Transitional seasons are where I stay – in the not yet, but just gone in between – the border where one is just beyond view whatever direction I look.
It’s a life season – of life seasons – where the bouncy, bubbly of young adulthood borders the feel-it-in-the-morning ache of middle age. It’s just below the surface irritability from hormones that don’t quite work like they did.
It’s crawl out of my skin- or maybe slip out of my skin – sweats and heat that arises in my chest and finds their wet way to the ends of my hair. It’s achy muscles and taunt ligaments sending pulses of pain through my feet and up to my hips sometimes landing in the knuckles of my 3rd finger and thumb.

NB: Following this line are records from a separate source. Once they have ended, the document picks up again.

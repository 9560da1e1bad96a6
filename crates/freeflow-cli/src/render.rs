// Copyright 2026 Phillip Cloud
// Licensed under the Apache License, Version 2.0

//! Plain-text and JSON output for one derived page view, plus CSV and JSON
//! exports of its rows.

use anyhow::{Context, Result};
use freeflow_app::{
    Article, ArticleStats, DerivedView, FilteredSummary, Invoice, InvoiceStats, Loadable, PageKind,
    Skill, SkillStats, StatusKind, helpful_rate,
};
use freeflow_db::validation::{format_cents, format_date, format_decimal_cents, format_money};
use serde::Serialize;

const MAX_CELL_CHARS: usize = 32;

/// A record kind that knows how to lay itself out as a table row.
pub trait TableRecord: Loadable + Serialize
where
    Self::Stats: Serialize,
{
    const HEADERS: &'static [&'static str];
    const EXPORT_HEADERS: &'static [&'static str];

    fn cells(&self) -> Vec<String>;
    /// Untruncated values for spreadsheet export, one per export header.
    fn export_cells(&self) -> Vec<String>;
    fn stats_lines(stats: &Self::Stats) -> Vec<String>;
    fn measure_label(sum: i64) -> String;
}

impl TableRecord for Invoice {
    const HEADERS: &'static [&'static str] =
        &["ID", "NUMBER", "CLIENT", "TITLE", "STATUS", "AMOUNT", "DUE"];
    const EXPORT_HEADERS: &'static [&'static str] = &[
        "id",
        "invoice_number",
        "title",
        "client_name",
        "client_email",
        "status",
        "currency",
        "total_amount",
        "issue_date",
        "due_date",
        "reminder_count",
    ];

    fn cells(&self) -> Vec<String> {
        vec![
            self.id.to_string(),
            self.invoice_number.clone(),
            self.client_name.clone(),
            self.title.clone(),
            status_cell(self.status.as_str(), self.deleted_at.is_some()),
            format_money(self.amount_cents, &self.currency),
            format_date(self.due_date),
        ]
    }

    fn export_cells(&self) -> Vec<String> {
        vec![
            self.id.to_string(),
            self.invoice_number.clone(),
            self.title.clone(),
            self.client_name.clone(),
            self.client_email.clone(),
            self.status.as_str().to_owned(),
            self.currency.clone(),
            format_decimal_cents(self.amount_cents),
            format_date(self.issue_date),
            format_date(self.due_date),
            self.reminder_count.to_string(),
        ]
    }

    fn stats_lines(stats: &InvoiceStats) -> Vec<String> {
        vec![
            format!(
                "total {} | {}",
                stats.total,
                breakdown(&stats.by_status)
            ),
            format!(
                "paid {} | pending {} | overdue {} | collected {}%",
                format_cents(stats.paid_cents),
                format_cents(stats.pending_cents),
                format_cents(stats.overdue_cents),
                stats.collection_rate
            ),
        ]
    }

    fn measure_label(sum: i64) -> String {
        format_cents(sum)
    }
}

impl TableRecord for Article {
    const HEADERS: &'static [&'static str] =
        &["ID", "TITLE", "CATEGORY", "STATUS", "VIEWS", "HELPFUL", "TAGS"];
    const EXPORT_HEADERS: &'static [&'static str] = &[
        "id",
        "title",
        "category",
        "author",
        "status",
        "views",
        "helpful_count",
        "not_helpful_count",
        "read_time_minutes",
        "tags",
    ];

    fn cells(&self) -> Vec<String> {
        vec![
            self.id.to_string(),
            self.title.clone(),
            self.category.clone(),
            status_cell(self.status.as_str(), self.deleted_at.is_some()),
            self.views.to_string(),
            format!(
                "{}%",
                helpful_rate(self.helpful_count, self.not_helpful_count)
            ),
            self.tags.join(", "),
        ]
    }

    fn export_cells(&self) -> Vec<String> {
        vec![
            self.id.to_string(),
            self.title.clone(),
            self.category.clone(),
            self.author.clone(),
            self.status.as_str().to_owned(),
            self.views.to_string(),
            self.helpful_count.to_string(),
            self.not_helpful_count.to_string(),
            self.read_time_minutes.to_string(),
            self.tags.join(", "),
        ]
    }

    fn stats_lines(stats: &ArticleStats) -> Vec<String> {
        let mut summary = format!(
            "views {} | helpful {}% | needs attention {}",
            stats.total_views, stats.helpful_rate, stats.needs_attention
        );
        if let Some(tag) = &stats.top_tag {
            summary.push_str(&format!(" | top tag {tag}"));
        }
        vec![
            format!("total {} | {}", stats.total, breakdown(&stats.by_status)),
            summary,
        ]
    }

    fn measure_label(sum: i64) -> String {
        format!("{sum} views")
    }
}

impl TableRecord for Skill {
    const HEADERS: &'static [&'static str] =
        &["ID", "NAME", "CATEGORY", "LEVEL", "YEARS", "ENDORSEMENTS"];
    const EXPORT_HEADERS: &'static [&'static str] = &[
        "id",
        "name",
        "category",
        "level",
        "years_of_experience",
        "endorsements",
    ];

    fn cells(&self) -> Vec<String> {
        vec![
            self.id.to_string(),
            self.name.clone(),
            self.category.clone(),
            status_cell(self.level.as_str(), self.deleted_at.is_some()),
            self.years_of_experience.to_string(),
            self.endorsements.to_string(),
        ]
    }

    fn export_cells(&self) -> Vec<String> {
        vec![
            self.id.to_string(),
            self.name.clone(),
            self.category.clone(),
            self.level.as_str().to_owned(),
            self.years_of_experience.to_string(),
            self.endorsements.to_string(),
        ]
    }

    fn stats_lines(stats: &SkillStats) -> Vec<String> {
        vec![
            format!("total {} | {}", stats.total, breakdown(&stats.by_level)),
            format!(
                "endorsements {} | top skills {} | categories {}",
                stats.total_endorsements,
                stats.top_skills,
                // skip the leading "all" choice
                stats
                    .categories
                    .iter()
                    .skip(1)
                    .map(String::as_str)
                    .collect::<Vec<_>>()
                    .join(", ")
            ),
        ]
    }

    fn measure_label(sum: i64) -> String {
        format!("{sum} endorsements")
    }
}

pub fn render_text<R>(view: &DerivedView<'_, R>, notice: Option<&str>, limit: usize) -> String
where
    R: TableRecord,
    R::Stats: Serialize,
{
    let mut out = String::new();
    out.push_str(R::PAGE.label());
    out.push_str("\n\n");

    if view.rows.is_empty() {
        out.push_str(&format!("no {} match the current filters\n", R::PAGE.as_str()));
    } else {
        let rows: Vec<Vec<String>> = view
            .rows
            .iter()
            .take(limit)
            .map(|row| {
                row.cells()
                    .iter()
                    .map(|cell| truncate_label(cell, MAX_CELL_CHARS))
                    .collect()
            })
            .collect();
        out.push_str(&format_table(R::HEADERS, &rows));
        let hidden = view.rows.len().saturating_sub(limit);
        if hidden > 0 {
            out.push_str(&format!("… {hidden} more\n"));
        }
    }

    out.push('\n');
    out.push_str(&filtered_line::<R>(view.filtered));
    out.push('\n');
    for line in R::stats_lines(&view.stats) {
        out.push_str(&line);
        out.push('\n');
    }
    if let Some(notice) = notice {
        out.push_str(notice);
        out.push('\n');
    }
    out
}

#[derive(Serialize)]
struct JsonView<'v, R, S> {
    page: PageKind,
    rows: &'v [&'v R],
    stats: &'v S,
    filtered: FilteredSummary,
    notice: Option<&'v str>,
}

pub fn render_json<R>(view: &DerivedView<'_, R>, notice: Option<&str>) -> Result<String>
where
    R: TableRecord,
    R::Stats: Serialize,
{
    let payload = JsonView {
        page: R::PAGE,
        rows: &view.rows,
        stats: &view.stats,
        filtered: view.filtered,
        notice,
    };
    serde_json::to_string_pretty(&payload)
        .with_context(|| format!("encode {} view as JSON", R::PAGE.as_str()))
}

#[derive(Debug, Clone, Copy, PartialEq, Eq)]
pub enum ExportFormat {
    Csv,
    Json,
}

impl ExportFormat {
    pub fn parse(value: &str) -> Option<Self> {
        match value.trim().to_ascii_lowercase().as_str() {
            "csv" => Some(Self::Csv),
            "json" => Some(Self::Json),
            _ => None,
        }
    }
}

/// The filtered, sorted rows only. Stats and notices stay out of exports.
pub fn render_export<R>(view: &DerivedView<'_, R>, format: ExportFormat) -> Result<String>
where
    R: TableRecord,
    R::Stats: Serialize,
{
    match format {
        ExportFormat::Json => serde_json::to_string_pretty(&view.rows)
            .map(|mut json| {
                json.push('\n');
                json
            })
            .with_context(|| format!("export {} as JSON", R::PAGE.as_str())),
        ExportFormat::Csv => {
            let mut out = csv_line(R::EXPORT_HEADERS.iter().copied());
            for row in &view.rows {
                let cells = row.export_cells();
                out.push_str(&csv_line(cells.iter().map(String::as_str)));
            }
            Ok(out)
        }
    }
}

fn csv_line<'a>(fields: impl Iterator<Item = &'a str>) -> String {
    let mut line = fields.map(escape_csv).collect::<Vec<_>>().join(",");
    line.push_str("\r\n");
    line
}

fn escape_csv(value: &str) -> String {
    if value.contains([',', '"', '\n', '\r']) {
        format!("\"{}\"", value.replace('"', "\"\""))
    } else {
        value.to_owned()
    }
}

fn filtered_line<R>(filtered: FilteredSummary) -> String
where
    R: TableRecord,
    R::Stats: Serialize,
{
    format!(
        "showing {} | sum {}",
        filtered.count,
        R::measure_label(filtered.measure_sum)
    )
}

fn status_cell(status: &str, deleted: bool) -> String {
    if deleted {
        format!("{status} (deleted)")
    } else {
        status.to_owned()
    }
}

fn breakdown(counts: &std::collections::BTreeMap<&'static str, usize>) -> String {
    counts
        .iter()
        .map(|(status, count)| format!("{status} {count}"))
        .collect::<Vec<_>>()
        .join(" | ")
}

fn format_table(headers: &[&str], rows: &[Vec<String>]) -> String {
    let mut widths: Vec<usize> = headers.iter().map(|header| header.chars().count()).collect();
    for row in rows {
        for (width, cell) in widths.iter_mut().zip(row) {
            *width = (*width).max(cell.chars().count());
        }
    }

    let mut out = String::new();
    let header_cells: Vec<String> = headers.iter().map(|header| (*header).to_owned()).collect();
    push_row(&mut out, &header_cells, &widths);
    for row in rows {
        push_row(&mut out, row, &widths);
    }
    out
}

fn push_row(out: &mut String, cells: &[String], widths: &[usize]) {
    let line = cells
        .iter()
        .zip(widths)
        .map(|(cell, width)| {
            let pad = width.saturating_sub(cell.chars().count());
            format!("{cell}{}", " ".repeat(pad))
        })
        .collect::<Vec<_>>()
        .join("  ");
    out.push_str(line.trim_end());
    out.push('\n');
}

fn truncate_label(value: &str, max_chars: usize) -> String {
    let mut chars = value.chars();
    let truncated: String = chars.by_ref().take(max_chars).collect();
    if chars.next().is_some() {
        format!("{truncated}…")
    } else {
        truncated
    }
}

And then the moments of breezy forgetfulness. Where I am bouncing in the air, clapping my feet to the ground – making all the noises I can and feeling the flow of music run through my body as if we were one and the same.
I feel it in the joy of laughter over the odd beginnings of my younger self – feeling giddiness over a silly joke or the taste of sunshine that comes through frozen milk, eggs and sugar. I sense the lightness of not needing to be careful while staring down the rolling pin that cradles my arch.
I stride along the horizon’s curve, zigging and zagging between who I have been and who I am yet to be. But I am always, only present to the here, the now. Continuum, breath-by-breath, the constant transition defining us all.